Your locations sound to me like "reference data"; your business probably doesn't derive a lot of competitive advantage from the sophisticated policies you have when adding and updating location information?

For example: Eric Evans uses a "Cargo Shipping" domain as one of his original examples of domain modeling. In that domain, you care a lot about ports of entry - so you are likely to be using UN/LOCODE data when describing the legs of a shipping itinerary.

UNECE publishes "editions" of the UN/LOCODE code list once or twice a year.

What you are probably going to do, as a business, is copy information from the latest edition into your database for use.

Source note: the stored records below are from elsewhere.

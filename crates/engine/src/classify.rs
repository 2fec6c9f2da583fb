//! Response Classification
//!
//! Maps an upstream attempt's outcome (HTTP status, body bytes, request
//! descriptor) to a [`ResponseClass`]. The classification is a pure function
//! of its inputs; the dispatcher turns classes into retry/failover decisions
//! and the registry turns them into health signals.

use crate::request::{DataRequest, RequestKind};
use serde_json::Value;

/// Outcome class of a single upstream attempt.
#[derive(Debug, Clone, Copy, PartialEq, Eq)]
pub enum ResponseClass {
    /// Usable response body.
    Success,
    /// Worth repeating on another upstream (or the same one later).
    Retry,
    /// The request itself is at fault; surfaced to the client verbatim.
    UserError,
    /// This upstream cannot serve this method; reselect and remember.
    MethodNotSupported,
    /// Expected absence (missing block, header, bootstrap).
    NotFound,
}

/// Sentinel status for attempts that failed before any HTTP response.
pub const STATUS_TRANSPORT: u16 = 0;

/// JSON-RPC methods where a `"result":null` body means the upstream has not
/// caught up yet rather than a definitive answer.
const NULL_RESULT_RETRY_METHODS: [&str; 3] = [
    "eth_getBlockByHash",
    "eth_getBlockByNumber",
    "eth_getBlockReceipts",
];

/// Beacon paths where a 404 usually means "not propagated here yet".
const BEACON_RETRYABLE_404_PATHS: [&str; 4] = [
    "beacon/blocks",
    "beacon/headers",
    "light_client/bootstrap",
    "light_client/updates",
];

/// Classify one upstream attempt. First matching rule wins.
#[must_use]
pub fn classify(status: u16, body: &[u8], req: &DataRequest) -> ResponseClass {
    if (200..300).contains(&status) {
        return classify_2xx(body, req);
    }

    // Transport failures and anything below 400 (stray 1xx/3xx after
    // redirect handling) are worth another upstream.
    if status < 400 || status >= 500 {
        return ResponseClass::Retry;
    }

    match status {
        401 | 429 => ResponseClass::Retry,
        403 => match json_rpc_error(body) {
            Some((code, message)) => classify_rpc_code(code, &message, req),
            None => ResponseClass::UserError,
        },
        400 => classify_400(body, req),
        404 => classify_404(body, req),
        _ => ResponseClass::UserError,
    }
}

fn classify_2xx(body: &[u8], req: &DataRequest) -> ResponseClass {
    if req.kind != RequestKind::EthRpc {
        return ResponseClass::Success;
    }
    let Ok(value) = serde_json::from_slice::<Value>(body) else {
        return ResponseClass::Success;
    };
    if let Some(error) = value.get("error") {
        let code = error.get("code").and_then(Value::as_i64).unwrap_or(0);
        let message = error
            .get("message")
            .and_then(Value::as_str)
            .unwrap_or_default()
            .to_string();
        return classify_rpc_code(code, &message, req);
    }
    if value.get("result").is_some_and(Value::is_null) && is_null_result_retry(req) {
        return ResponseClass::Retry;
    }
    ResponseClass::Success
}

fn classify_400(body: &[u8], req: &DataRequest) -> ResponseClass {
    match req.kind {
        RequestKind::BeaconApi if contains_ignore_case(body, "unsupported method") => {
            ResponseClass::MethodNotSupported
        }
        RequestKind::EthRpc => match json_rpc_error(body) {
            Some((code, message)) => classify_rpc_code(code, &message, req),
            None => ResponseClass::UserError,
        },
        _ => ResponseClass::UserError,
    }
}

fn classify_404(body: &[u8], req: &DataRequest) -> ResponseClass {
    let beacon_miss = req.kind == RequestKind::BeaconApi
        && BEACON_RETRYABLE_404_PATHS
            .iter()
            .any(|p| req.path.contains(p))
        && (contains_ignore_case(body, "not found")
            || contains_ignore_case(body, "bootstrap unavailable"));
    if beacon_miss {
        ResponseClass::Retry
    } else {
        ResponseClass::UserError
    }
}

/// JSON-RPC error-code decision table.
fn classify_rpc_code(code: i64, message: &str, req: &DataRequest) -> ResponseClass {
    match code {
        -32601 | -32004 => ResponseClass::MethodNotSupported,
        -32005 | -32029 | -32009 | -32011 | -32603 | -32001 | -32002 => ResponseClass::Retry,
        -32700 | -32003 | -32015 | 3 => ResponseClass::UserError,
        -32602 | -32000 => classify_rpc_message(code, message, req),
        _ => ResponseClass::Retry,
    }
}

/// Codes −32602 and −32000 carry provider-specific meanings; the message
/// text decides.
fn classify_rpc_message(code: i64, message: &str, req: &DataRequest) -> ResponseClass {
    let lower = message.to_ascii_lowercase();

    if req.rpc_method.as_deref() == Some("eth_getProof")
        && (lower.contains("proof window") || lower.contains("state not available"))
    {
        return ResponseClass::MethodNotSupported;
    }
    if ["tier", "plan", "upgrade", "exceeds the limit"]
        .iter()
        .any(|m| lower.contains(m))
    {
        return ResponseClass::MethodNotSupported;
    }
    if ["header not found", "block not found", "timeout", "in the future"]
        .iter()
        .any(|m| lower.contains(m))
    {
        return ResponseClass::Retry;
    }
    if ["nonce too low", "gas limit"].iter().any(|m| lower.contains(m)) {
        return ResponseClass::UserError;
    }

    // -32602 without a recognized pattern is an invalid-params complaint.
    if code == -32602 {
        ResponseClass::UserError
    } else {
        ResponseClass::Retry
    }
}

/// Whether a failed or empty response means the value genuinely does not
/// exist, as opposed to this upstream being unable to produce it. Proof
/// logic uses this to turn absences into [`ResponseClass::NotFound`]-shaped
/// answers instead of failures.
#[must_use]
pub fn error_indicates_not_found(status: u16, req: &DataRequest, body: &[u8]) -> bool {
    if status == 404
        && req.kind == RequestKind::BeaconApi
        && BEACON_RETRYABLE_404_PATHS
            .iter()
            .any(|p| req.path.contains(p))
    {
        return true;
    }
    if req.kind == RequestKind::EthRpc {
        if let Ok(value) = serde_json::from_slice::<Value>(body) {
            if value.get("result").is_some_and(Value::is_null) {
                return true;
            }
            if let Some(message) = value
                .get("error")
                .and_then(|e| e.get("message"))
                .and_then(Value::as_str)
            {
                let lower = message.to_ascii_lowercase();
                return lower.contains("not found") || lower.contains("unknown block");
            }
        }
    }
    false
}

fn is_null_result_retry(req: &DataRequest) -> bool {
    req.rpc_method
        .as_deref()
        .is_some_and(|m| NULL_RESULT_RETRY_METHODS.contains(&m))
}

fn json_rpc_error(body: &[u8]) -> Option<(i64, String)> {
    let value: Value = serde_json::from_slice(body).ok()?;
    let error = value.get("error")?;
    let code = error.get("code").and_then(Value::as_i64)?;
    let message = error
        .get("message")
        .and_then(Value::as_str)
        .unwrap_or_default()
        .to_string();
    Some((code, message))
}

fn contains_ignore_case(body: &[u8], needle: &str) -> bool {
    let Ok(text) = std::str::from_utf8(body) else {
        return false;
    };
    text.to_ascii_lowercase().contains(&needle.to_ascii_lowercase())
}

But there's not a lot of "logic" to it, no more than there is logic to "days of the week" or "bank holidays".

Therefore: AGGREGATES, as a pattern, are probably overkill; you don't need state machines with business policy logic, and all the ceremony that comes with that.

If you look at ddsample-core (a project put together by Eric Evans and Citerus), you'll see that they didn't follow the usual AGGREGATE pattern for Locations. There's a repository... but the repository doesn't support a store method. Locations are ENTITIES, but don't actually include any methods that modify the entity.


On the other hand, if you were creating a domain model for UNECE (to help them with the processes of maintaining and publishing the code list), then it is your data, and you are going to care about the lifecycle of UN/LOCODE identifiers, and the policies you need to enforce about when identifiers can be recycled with new semantics, and so on.

In that case, having a Location AGGREGATE (and the related ceremony) would make more sense.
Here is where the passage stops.